### Try it
Every line in the entries that holds "clusterMode" should be identified and copied.

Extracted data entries

use super::{as_number, lenient, Page};
use serde::{Deserialize, Serialize};
use serde_json::Value;

/* dataDtos key carrying the device battery state of charge */
const BATTERY_SOC_KEY: &str = "6002";

#[derive(Debug, Clone, Default, PartialEq, Serialize, Deserialize)]
pub struct DataDto {
    #[serde(default, deserialize_with = "lenient::text")]
    pub key: Option<String>,
    #[serde(default)]
    pub value: Value,
}

#[derive(Debug, Clone, Default, PartialEq, Serialize, Deserialize)]
#[serde(rename_all = "camelCase")]
pub struct DeviceRecord {
    #[serde(default, deserialize_with = "lenient::id")]
    pub device_id: Option<String>,
    #[serde(default, deserialize_with = "lenient::text")]
    pub device_name: Option<String>,
    #[serde(default, deserialize_with = "lenient::text")]
    pub device_type: Option<String>,
    #[serde(default, deserialize_with = "lenient::text")]
    pub sn: Option<String>,
    #[serde(default, deserialize_with = "lenient::text")]
    pub serial_number: Option<String>,
    #[serde(default, deserialize_with = "lenient::text")]
    pub software_version: Option<String>,
    #[serde(default)]
    pub online_state: Option<Value>,
    #[serde(default, deserialize_with = "lenient::null_default")]
    pub data_dtos: Vec<DataDto>,
    #[serde(default)]
    pub cluster_mode: Option<Value>,
    #[serde(default)]
    pub connect_info_json: Option<Value>,
}

impl DeviceRecord {
    pub fn serial(&self) -> Option<&str> {
        self.sn
            .as_deref()
            .filter(|sn| !sn.is_empty())
            .or_else(|| self.serial_number.as_deref().filter(|sn| !sn.is_empty()))
    }

    /// Instrument reading from the `dataDtos` array.
    pub fn reading(&self, key: &str) -> Option<&Value> {
        self.data_dtos
            .iter()
            .find(|dto| dto.key.as_deref() == Some(key))
            .map(|dto| &dto.value)
    }

    pub fn battery_soc(&self) -> Option<f64> {
        let value = self.reading(BATTERY_SOC_KEY)?;
        let soc = as_number(value);
        if soc.is_none() && !value.is_null() {
            log::warn!("Could not parse battery SOC value: {}", value);
        }
        soc
    }

    /// Cluster configuration, reported only when the root `clusterMode` flag is set.
    pub fn cluster_mode(&self) -> Option<String> {
        let enabled = match &self.cluster_mode {
            None | Some(Value::Null) => false,
            Some(flag) => as_number(flag) != Some(0.0),
        };
        if !enabled {
            return None;
        }

        /* connectInfoJson is sometimes delivered as an embedded JSON string */
        let connect_info = match &self.connect_info_json {
            Some(Value::String(s)) => serde_json::from_str::<Value>(s).ok()?,
            Some(v) => v.clone(),
            None => return None,
        };

        match connect_info.get("clusterMode")? {
            Value::String(s) => Some(s.to_owned()),
            Value::Null => None,
            other => Some(other.to_string()),
        }
    }
}

pub type DevicePage = Page<DeviceRecord>;
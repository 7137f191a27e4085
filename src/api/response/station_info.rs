use super::{as_number, lenient};
use chrono::{DateTime, NaiveDateTime, TimeZone};
use chrono_tz::Tz;
use serde::{Deserialize, Serialize};
use serde_json::Value;
use std::collections::{BTreeMap, HashMap};

/// Per-period energy counters (kWh) of one category, keyed by period name
/// (`day`, `month1`, `all_in`, ...).
#[derive(Debug, Clone, Default, PartialEq, Serialize, Deserialize)]
#[serde(transparent)]
pub struct Counters(BTreeMap<String, Value>);

impl Counters {
    pub fn get(&self, period: &str) -> Option<f64> {
        self.0.get(period).and_then(as_number)
    }
}

#[derive(Debug, Clone, Default, PartialEq, Serialize, Deserialize)]
pub struct ExtraData {
    #[serde(default, deserialize_with = "lenient::null_default")]
    pub production: Counters,
    /* `*1` export, `*2` import */
    #[serde(default, deserialize_with = "lenient::null_default")]
    pub grid: Counters,
    #[serde(default, deserialize_with = "lenient::null_default")]
    pub consumption: Counters,
    /* `*_in` charge, `*_out` discharge */
    #[serde(default, deserialize_with = "lenient::null_default")]
    pub battery: Counters,
}

#[derive(Debug, Clone, Default, PartialEq, Serialize, Deserialize)]
pub struct DeviceType {
    #[serde(default, deserialize_with = "lenient::text")]
    pub value: Option<String>,
    #[serde(default, deserialize_with = "lenient::text")]
    pub name: Option<String>,
}

#[derive(Debug, Clone, Default, PartialEq, Serialize, Deserialize)]
pub struct StationInfo {
    #[serde(rename = "deviceTypes", default, deserialize_with = "lenient::null_default")]
    pub device_types: Vec<DeviceType>,
    #[serde(rename = "extraData", default, deserialize_with = "lenient::null_default")]
    pub extra_data: ExtraData,
    #[serde(default, deserialize_with = "lenient::number")]
    pub power: Option<f64>,
    #[serde(default, deserialize_with = "lenient::number")]
    pub grid_power: Option<f64>,
    #[serde(default, deserialize_with = "lenient::number")]
    pub consumption: Option<f64>,
    #[serde(default, deserialize_with = "lenient::number")]
    pub battery_power: Option<f64>,
    #[serde(default, deserialize_with = "lenient::number")]
    pub battery_pv_power: Option<f64>,
    #[serde(default, deserialize_with = "lenient::number")]
    pub battery_soc: Option<f64>,
    /* local time, e.g. "2026-02-10 22:39:29 UTC+01:00" */
    #[serde(rename = "lastUpdate", default, deserialize_with = "lenient::text")]
    pub last_update: Option<String>,
}

impl StationInfo {
    /// Device type code to display name, from the station-scoped type enumeration.
    pub fn device_type_names(&self) -> HashMap<String, String> {
        self.device_types
            .iter()
            .filter_map(|t| match (t.value.as_deref(), t.name.as_deref()) {
                (Some(code), Some(name)) if !code.is_empty() && !name.is_empty() => {
                    Some((code.to_owned(), name.to_owned()))
                }
                _ => None,
            })
            .collect()
    }

    /// Last update instant: the `UTC±hh:mm` suffix is dropped and the wall-clock time
    /// is interpreted in `tz`.
    pub fn last_update_at(&self, tz: Tz) -> Option<DateTime<Tz>> {
        let raw = self.last_update.as_deref()?;
        let local = raw.split(" UTC").next().unwrap_or(raw).trim();

        match NaiveDateTime::parse_from_str(local, "%Y-%m-%d %H:%M:%S") {
            Ok(naive) => tz.from_local_datetime(&naive).earliest(),
            Err(e) => {
                log::warn!("Could not parse lastUpdate value '{}': {}", raw, e);
                None
            }
        }
    }
}
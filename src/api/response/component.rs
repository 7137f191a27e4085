use super::lenient;
use serde::{Deserialize, Serialize};

/// Instantaneous power of one PV string, tied to its device by serial number.
#[derive(Debug, Clone, Default, PartialEq, Serialize, Deserialize)]
#[serde(rename_all = "camelCase")]
pub struct PvData {
    #[serde(default, deserialize_with = "lenient::text")]
    pub sn: Option<String>,
    #[serde(default, deserialize_with = "lenient::text")]
    pub pv: Option<String>,
    #[serde(default, deserialize_with = "lenient::number")]
    pub pv_power: Option<f64>,
}

#[derive(Debug, Clone, Default, PartialEq, Serialize, Deserialize)]
#[serde(rename_all = "camelCase")]
pub struct Component {
    #[serde(default, deserialize_with = "lenient::null_default")]
    pub pv_data: Vec<PvData>,
}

### Solution
    /// Cluster configuration, reported only when the root `clusterMode` flag is set.
        match connect_info.get("clusterMode")? {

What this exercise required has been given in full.